Durante el viaje en barco la dejó caer desde la borda al agua. Su trenza abrió un caminito negro en el río […] Su trenza negra […] sigue siendo, a veces, un retacito de la misma noche, bordado por los bichitos de luz… o una nube oscura, sobre la que el viento sopla pájaros, libélulas, mariposas, langostas y vaquitas de San Antonio… o simplemente una trenza, una trenza tan larga…”
Por otro lado en Las Rositas de Graciela Cabal (una novela que, como se aclara en la contratapa, está sugerida para lectores a partir de los 11 años: Ello indica que el texto se escribe pensando en un destinatario en particular que es el público infantil) todas las representaciones de género (hija, abuela, nieta, esposa, casadera) se ubican, en un principio, en una organización social y doméstica claramente patriarcal: la casa. Allí se interpela el lugar que las mujeres fueron obligadas a ocupar o que asumieron como propio dentro de una sociedad jerarquizada y desigual.
En Las Rositas se narra la vida de una familia de Buenos Aires en los primeros años del siglo XX. La historia cuenta la necesidad de casar a todas las hijas mujeres y cómo una de ellas, la menor, se niega a obedecer esos mandatos en nombre de sus propios deseos. La hija menor está enamorada de un artista titiritero a quien sus padres no ven como buen marido, capaz de darle las comodidades que su hija se merece y mantenerla como debe ‘hacer todo hombre de bien’.
El espacio de la acción que se privilegia es la casa donde viven la abuela Rosa, sus cuatro hijas: Rosalinda, Rosablanca, Rosana y Rosina; la nieta – huérfana de madre-; el padre de la niña; el abuelo y Felisa, la joven sirvienta. En el texto, los territorios de incumbencia de los personajes determinan y definen los géneros, y así, las relaciones de poder. La casa, entonces, es el ámbito de la familia regido por esa ‘madre’ que es la abuela y que impone un régimen matrifocal observado, incluso, en el orden de los espacios que se ocupan y se usan.
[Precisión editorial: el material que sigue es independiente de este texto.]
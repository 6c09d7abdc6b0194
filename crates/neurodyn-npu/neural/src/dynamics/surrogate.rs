// Copyright 2025 Neuraville Inc.
// SPDX-License-Identifier: Apache-2.0

//! Surrogate spike functions.
//!
//! The hard threshold `s = [v > thr]` has no useful derivative. The secant
//! estimator replaces it with the slope of the line from the origin to the
//! point `(j, ρ(j))` on a saturating rate curve `ρ(j) = c1·j / (1 + c2·j)`:
//!
//! ```text
//! ∂s/∂j ≈ ρ(j) / j = c1 / (1 + c2·j)    for j > 0
//!                  = 0                  otherwise
//! ```

use crate::types::Tensor;
use ndarray::Zip;

/// Default secant coefficients
pub const SECANT_C1: f32 = 0.82;
pub const SECANT_C2: f32 = 0.08;

/// Heaviside spike emission `[v > thr]`, `thr` broadcast against `v`
pub fn spike_fx(v: &Tensor, thr: &Tensor) -> Tensor {
    let mut s = Tensor::zeros(v.dim());
    Zip::from(&mut s)
        .and(v)
        .and_broadcast(thr)
        .for_each(|s, &v, &thr| *s = if v > thr { 1.0 } else { 0.0 });
    s
}

/// Secant surrogate derivative of the spike function w.r.t. current `j`
pub fn secant_lif_derivative(j: &Tensor, c1: f32, c2: f32) -> Tensor {
    j.mapv(|j| if j > 0.0 { c1 / (1.0 + c2 * j) } else { 0.0 })
}

#[cfg(test)]
mod tests {
    use super::*;
    use ndarray::array;

    #[test]
    fn test_spike_fx_strict_threshold() {
        let v = array![[0.5, 1.0, 1.5]];
        let thr = array![[1.0, 1.0, 1.0]];
        assert_eq!(spike_fx(&v, &thr), array![[0.0, 0.0, 1.0]]);
    }

    #[test]
    fn test_spike_fx_broadcasts_row_threshold() {
        let v = array![[2.0, 0.0], [0.0, 2.0]];
        let thr = array![[1.0, 1.0]];
        assert_eq!(spike_fx(&v, &thr), array![[1.0, 0.0], [0.0, 1.0]]);
    }

    #[test]
    fn test_secant_derivative_shape() {
        let j = array![[-1.0, 0.0, 1.0, 10.0]];
        let d = secant_lif_derivative(&j, SECANT_C1, SECANT_C2);
        assert_eq!(d[[0, 0]], 0.0);
        assert_eq!(d[[0, 1]], 0.0);
        assert!((d[[0, 2]] - 0.82 / 1.08).abs() < 1e-6);
        // saturating: larger currents get smaller slopes
        assert!(d[[0, 3]] < d[[0, 2]]);
    }
}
En tanto que espacio de referencia femenina es signo en el que se reproducen las condiciones externas del patriarcado; en consecuencia, la distribución espacial de la casa y de sus ambientes como también de los objetos e imágenes que circulan en ella determinan la jerarquía de sus habitantes, de las acciones y de las funciones y roles.
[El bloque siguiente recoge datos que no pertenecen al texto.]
// Copyright 2025 Neuraville Inc.
// SPDX-License-Identifier: Apache-2.0

//! # Simplified LIF (sLIF) Cell
//!
//! Spiking population with lateral inhibition, a per-unit adaptive threshold,
//! optional "sticky" spikes and a secant surrogate derivative. Voltage is
//! always integrated with forward Euler.
//!
//! ```text
//! j'  = j·R_m - (s(t-dt) · W_inh)·inh_R        (inhibition only if inh_R > 0)
//! surrogate = c1 / (1 + c2·j')                  (j' > 0, else 0)
//! dv/dt = (-v + j') / tau_m · mask              mask = [rfr >= refract_T]
//! s   = [v > thr];  v' = v(1 - s)
//! thr' = max(thr + (Σ_row s - 1)·rho_b, 0.025)  if rho_b > 0
//!      = thr + s·gain - thr·leak                otherwise
//! rfr' = (rfr + dt)(1 - s) + s·dt
//! sticky: s = s·mask + (1 - mask)
//! ```

use crate::component::{Command, Component, StepClock};
use crate::dynamics::{secant_lif_derivative, spike_count, spike_fx, step_euler, update_times, SECANT_C1, SECANT_C2};
use crate::types::{initialize_params, Archive, CompartmentMap, NeuralError, PrngKey, Result, Tensor, WeightInit};
use ndarray::{Axis, Zip};
use neurodyn_config::NeurodynConfig;
use std::any::Any;
use std::path::Path;
use tracing::{debug, trace};

/// Floor applied by the sparsity-enforcing threshold rule
pub const MIN_SPARSE_THRESHOLD: f32 = 0.025;

/// sLIF cell parameters
#[derive(Debug, Clone, Copy, PartialEq)]
pub struct SLIFParameters {
    pub tau_m: f32,
    pub resistance: f32,
    /// Base threshold before jitter
    pub thr: f32,
    /// Lateral inhibition strength (0 disables)
    pub inhibit_r: f32,
    /// Keep adapted thresholds across resets
    pub thr_persist: bool,
    pub thr_gain: f32,
    pub thr_leak: f32,
    /// Sparsity factor (> 0 selects the sparsity rule)
    pub rho_b: f32,
    pub refract_t: f32,
    pub sticky_spikes: bool,
    /// Half-width of the uniform jitter added to initial thresholds
    pub thr_jitter: f32,
}

impl Default for SLIFParameters {
    fn default() -> Self {
        Self {
            tau_m: 20.0,
            resistance: 1.0,
            thr: 0.4,
            inhibit_r: 0.0,
            thr_persist: false,
            thr_gain: 0.0,
            thr_leak: 0.0,
            rho_b: 0.0,
            refract_t: 0.0,
            sticky_spikes: false,
            thr_jitter: 0.05,
        }
    }
}

impl SLIFParameters {
    pub fn from_config(config: &NeurodynConfig) -> Result<Self> {
        let slif = &config.slif;
        let params = Self {
            tau_m: slif.tau_m,
            resistance: slif.resistance,
            thr: slif.thr,
            inhibit_r: slif.inhibit_r,
            thr_persist: slif.thr_persist,
            thr_gain: slif.thr_gain,
            thr_leak: slif.thr_leak,
            rho_b: slif.rho_b,
            refract_t: slif.refract_t,
            sticky_spikes: slif.sticky_spikes,
            thr_jitter: slif.thr_jitter,
        };
        params.validate()?;
        Ok(params)
    }

    pub fn validate(&self) -> Result<()> {
        if !(self.tau_m > 0.0) {
            return Err(NeuralError::InvalidParameter(format!(
                "sLIF: tau_m must be > 0 (got {})",
                self.tau_m
            )));
        }
        if self.inhibit_r < 0.0 || self.rho_b < 0.0 || self.refract_t < 0.0 || self.thr_jitter < 0.0 {
            return Err(NeuralError::InvalidParameter(
                "sLIF: inhibit_R, rho_b, refract_T and thr_jitter must be >= 0".into(),
            ));
        }
        Ok(())
    }
}

/// Apply membrane resistance and lateral inhibition from the previous spikes
pub fn modify_current(j: &Tensor, s_prev: &Tensor, inh_weights: &Tensor, resistance: f32, inhibit_r: f32) -> Tensor {
    let mut j_curr = j.mapv(|j| j * resistance);
    if inhibit_r > 0.0 {
        j_curr = j_curr - s_prev.dot(inh_weights) * inhibit_r;
    }
    j_curr
}

/// Threshold adaptation from this step's (non-sticky) spikes
pub fn update_threshold(thr: &Tensor, s: &Tensor, params: &SLIFParameters) -> Tensor {
    if params.rho_b > 0.0 {
        let row_spikes = s.sum_axis(Axis(1)).insert_axis(Axis(1));
        let mut out = thr.clone();
        Zip::from(&mut out)
            .and_broadcast(&row_spikes)
            .for_each(|t, &n| *t = (*t + (n - 1.0) * params.rho_b).max(MIN_SPARSE_THRESHOLD));
        out
    } else {
        let mut out = thr.clone();
        Zip::from(&mut out)
            .and(s)
            .for_each(|t, &s| *t = *t + s * params.thr_gain - *t * params.thr_leak);
        out
    }
}

/// Result of one sLIF step
#[derive(Debug, Clone, PartialEq)]
pub struct SLIFStep {
    pub v: Tensor,
    pub s: Tensor,
    pub thr: Tensor,
    pub rfr: Tensor,
    pub tols: Tensor,
    pub surrogate: Tensor,
}

/// Borrowed pre-step state
#[derive(Debug, Clone, Copy)]
pub struct SLIFState<'a> {
    pub j: &'a Tensor,
    pub s: &'a Tensor,
    pub v: &'a Tensor,
    pub thr: &'a Tensor,
    pub rfr: &'a Tensor,
    pub tols: &'a Tensor,
}

struct VoltageParams<'a> {
    j: &'a Tensor,
    mask: &'a Tensor,
    tau_m: f32,
}

fn dfv(_t: f32, v: &Tensor, p: &VoltageParams<'_>) -> Tensor {
    let mut dv_dt = Tensor::zeros(v.dim());
    Zip::from(&mut dv_dt)
        .and(v)
        .and(p.j)
        .and(p.mask)
        .for_each(|d, &v, &j, &m| *d = (-v + j) / p.tau_m * m);
    dv_dt
}

/// Pure sLIF advance
pub fn advance_state(
    params: &SLIFParameters,
    inh_weights: &Tensor,
    clock: StepClock,
    state: SLIFState<'_>,
) -> SLIFStep {
    let dt = clock.dt;
    let j_curr = modify_current(state.j, state.s, inh_weights, params.resistance, params.inhibit_r);
    let surrogate = secant_lif_derivative(&j_curr, SECANT_C1, SECANT_C2);

    let refract_t = params.refract_t;
    let mask = state.rfr.mapv(|r| if r >= refract_t { 1.0 } else { 0.0 });
    let voltage = VoltageParams {
        j: &j_curr,
        mask: &mask,
        tau_m: params.tau_m,
    };
    let (_, mut v) = step_euler(0.0, state.v, dt, &voltage, dfv);
    let mut s = spike_fx(&v, state.thr);
    Zip::from(&mut v).and(&s).for_each(|v, &s| *v *= 1.0 - s);

    let thr = update_threshold(state.thr, &s, params);

    let mut rfr = state.rfr.clone();
    Zip::from(&mut rfr)
        .and(&s)
        .for_each(|r, &s| *r = (*r + dt) * (1.0 - s) + s * dt);
    if params.sticky_spikes {
        Zip::from(&mut s).and(&mask).for_each(|s, &m| *s = *s * m + (1.0 - m));
    }

    let tols = update_times(clock.t, &s, state.tols);
    SLIFStep {
        v,
        s,
        thr,
        rfr,
        tols,
        surrogate,
    }
}

/// Population of sLIF units
///
/// Compartments: `j` (input), `s`, `v`, `thr`, `rfr`, `tols`, `surrogate`, `key`.
#[derive(Debug, Clone)]
pub struct SLIFCell {
    name: String,
    n_units: usize,
    batch_size: usize,
    params: SLIFParameters,
    /// Fixed hollow lateral inhibition matrix `(n_units, n_units)`
    inh_weights: Tensor,
    /// Initial per-unit thresholds `(1, n_units)`
    threshold0: Tensor,
    compartments: CompartmentMap,
}

impl SLIFCell {
    pub fn new(name: &str, n_units: usize, batch_size: usize, params: SLIFParameters, key: PrngKey) -> Result<Self> {
        params.validate()?;
        if n_units == 0 || batch_size == 0 {
            return Err(NeuralError::InvalidParameter(format!(
                "{}: n_units and batch_size must be positive",
                name
            )));
        }
        let (key, inh_key) = key.split2();
        let mut inh_weights = initialize_params(inh_key, &WeightInit::uniform(0.025, 1.0), (n_units, n_units))?;
        inh_weights.diag_mut().fill(0.0);

        let (key, jitter_key) = key.split2();
        let jitter = WeightInit::uniform(-params.thr_jitter, params.thr_jitter);
        let threshold0 = initialize_params(jitter_key, &jitter, (1, n_units))?.mapv(|d| d + params.thr);

        let shape = (batch_size, n_units);
        let mut compartments = CompartmentMap::new(name);
        compartments
            .declare("j", Tensor::zeros(shape))
            .declare("s", Tensor::zeros(shape))
            .declare("v", Tensor::zeros(shape))
            .declare("thr", broadcast_rows(&threshold0, batch_size))
            .declare("rfr", Tensor::from_elem(shape, params.refract_t))
            .declare("tols", Tensor::zeros(shape))
            .declare("surrogate", Tensor::zeros(shape))
            .declare("key", key);
        debug!(cell = name, n_units, batch_size, inhibit_r = params.inhibit_r, "sLIF cell created");
        Ok(Self {
            name: name.to_string(),
            n_units,
            batch_size,
            params,
            inh_weights,
            threshold0,
            compartments,
        })
    }

    pub fn params(&self) -> &SLIFParameters {
        &self.params
    }

    pub fn inhibition_weights(&self) -> &Tensor {
        &self.inh_weights
    }

    pub fn initial_threshold(&self) -> &Tensor {
        &self.threshold0
    }

    pub fn advance(&mut self, clock: StepClock) -> Result<()> {
        let c = &self.compartments;
        let step = advance_state(
            &self.params,
            &self.inh_weights,
            clock,
            SLIFState {
                j: c.tensor("j")?,
                s: c.tensor("s")?,
                v: c.tensor("v")?,
                thr: c.tensor("thr")?,
                rfr: c.tensor("rfr")?,
                tols: c.tensor("tols")?,
            },
        );
        trace!(cell = %self.name, t = clock.t, spikes = spike_count(&step.s), "sLIF advance");
        let c = &mut self.compartments;
        c.set_tensor("s", step.s)?;
        c.set_tensor("v", step.v)?;
        c.set_tensor("thr", step.thr)?;
        c.set_tensor("rfr", step.rfr)?;
        c.set_tensor("tols", step.tols)?;
        c.set_tensor("surrogate", step.surrogate)?;
        Ok(())
    }

    pub fn reset_batch(&mut self, batch_size: usize) -> Result<()> {
        let shape = (batch_size, self.n_units);
        let keep_thr = self.params.thr_persist && self.compartments.shape("thr")? == Some(shape);
        let c = &mut self.compartments;
        c.reshape("j", Tensor::zeros(shape))?;
        c.reshape("s", Tensor::zeros(shape))?;
        c.reshape("v", Tensor::zeros(shape))?;
        c.reshape("rfr", Tensor::from_elem(shape, self.params.refract_t))?;
        c.reshape("tols", Tensor::zeros(shape))?;
        c.reshape("surrogate", Tensor::zeros(shape))?;
        if !keep_thr {
            c.reshape("thr", broadcast_rows(&self.threshold0, batch_size))?;
        }
        self.batch_size = batch_size;
        Ok(())
    }
}

fn broadcast_rows(row: &Tensor, rows: usize) -> Tensor {
    let mut out = Tensor::zeros((rows, row.ncols()));
    Zip::from(&mut out).and_broadcast(row).for_each(|o, &r| *o = r);
    out
}

impl Component for SLIFCell {
    fn name(&self) -> &str {
        &self.name
    }

    fn compartments(&self) -> &CompartmentMap {
        &self.compartments
    }

    fn compartments_mut(&mut self) -> &mut CompartmentMap {
        &mut self.compartments
    }

    fn supports(&self, command: Command) -> bool {
        matches!(command, Command::Advance | Command::Reset)
    }

    fn execute(&mut self, command: Command, clock: StepClock) -> Result<()> {
        match command {
            Command::Advance => self.advance(clock),
            Command::Reset => self.reset_batch(self.batch_size),
            other => Err(NeuralError::UnknownCommand(format!("{} on {}", other, self.name))),
        }
    }

    /// Persistent thresholds are saved as adapted; otherwise the initial ones
    fn save(&self, directory: &Path) -> Result<()> {
        let threshold = if self.params.thr_persist {
            self.compartments.tensor("thr")?.clone()
        } else {
            self.threshold0.clone()
        };
        Archive::new(&self.name).with_tensor("threshold", threshold).write(directory)?;
        Ok(())
    }

    fn load(&mut self, directory: &Path) -> Result<()> {
        let archive = Archive::read(directory, &self.name)?;
        archive.expect_exact_keys(&["threshold"])?;
        let threshold = archive.tensor("threshold")?;
        // a single row is a per-unit baseline; a full batch is adapted state
        let (rows, cols) = threshold.dim();
        if cols != self.n_units || (rows != 1 && rows != self.batch_size) {
            return Err(NeuralError::shape(
                format!("{}.threshold", self.name),
                (self.batch_size, self.n_units),
                threshold.dim(),
            ));
        }
        if rows == 1 {
            self.compartments.set_tensor("thr", broadcast_rows(&threshold, self.batch_size))?;
            self.threshold0 = threshold;
        } else {
            self.compartments.set_tensor("thr", threshold)?;
        }
        Ok(())
    }

    fn as_any(&self) -> &dyn Any {
        self
    }

    fn as_any_mut(&mut self) -> &mut dyn Any {
        self
    }
}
Así, la casa definida por el patriarcado como un territorio femenino, se abre y se considera un espacio de intermediación no solo de sujetos o de símbolos sino de acciones y metáforas donde pueden resignificarse, también, los sujetos.
La casa es un espacio que revaloriza los espacios internos de los que las mujeres son capaces de apropiarse. Por eso, desde una perspectiva femenina, es decir, la mirada plural de las mujeres, una mirada que las tenga como sujetos, esos espacios pueden significar otras cosas: un nomadismo capaz de desestabilizar el imperio hegemónico de los territorios que ‘atan’ a los sujetos.
PODER SER DISCURSO
En Mujercitas, ¿eran las de antes? Cabal hace visible el problema de las representaciones de la feminidad y lo vuelve materia cuestionable respecto del quehacer literario, es decir que no solo reflexiona acerca de cómo se han representado a las mujeres en los textos, tanto ficcionales como escolares, sino las maneras en que ellas mismas lograron inscribir, crear propias, y reproducir ajenas representaciones.
El poder expresado es ‘poder ser discurso’ y el discurso es creador de sujetos; así queda presentada una mujer que, separada de los discursos que hegemonizan las acciones constitutivas de la Historia, ‘narra’ y construye otra historia, la propia.
No se puede hacer Historia de lo invisible; entonces, el discurso debe hacer que las mujeres se ‘empoderen’ tanto en el nivel discursivo como en el de los hechos. Que las mujeres se tornen visibles y tengan la posibilidad de ‘decir’, inscribir enunciados que las legitimen, autorizar para adquirir autoridad.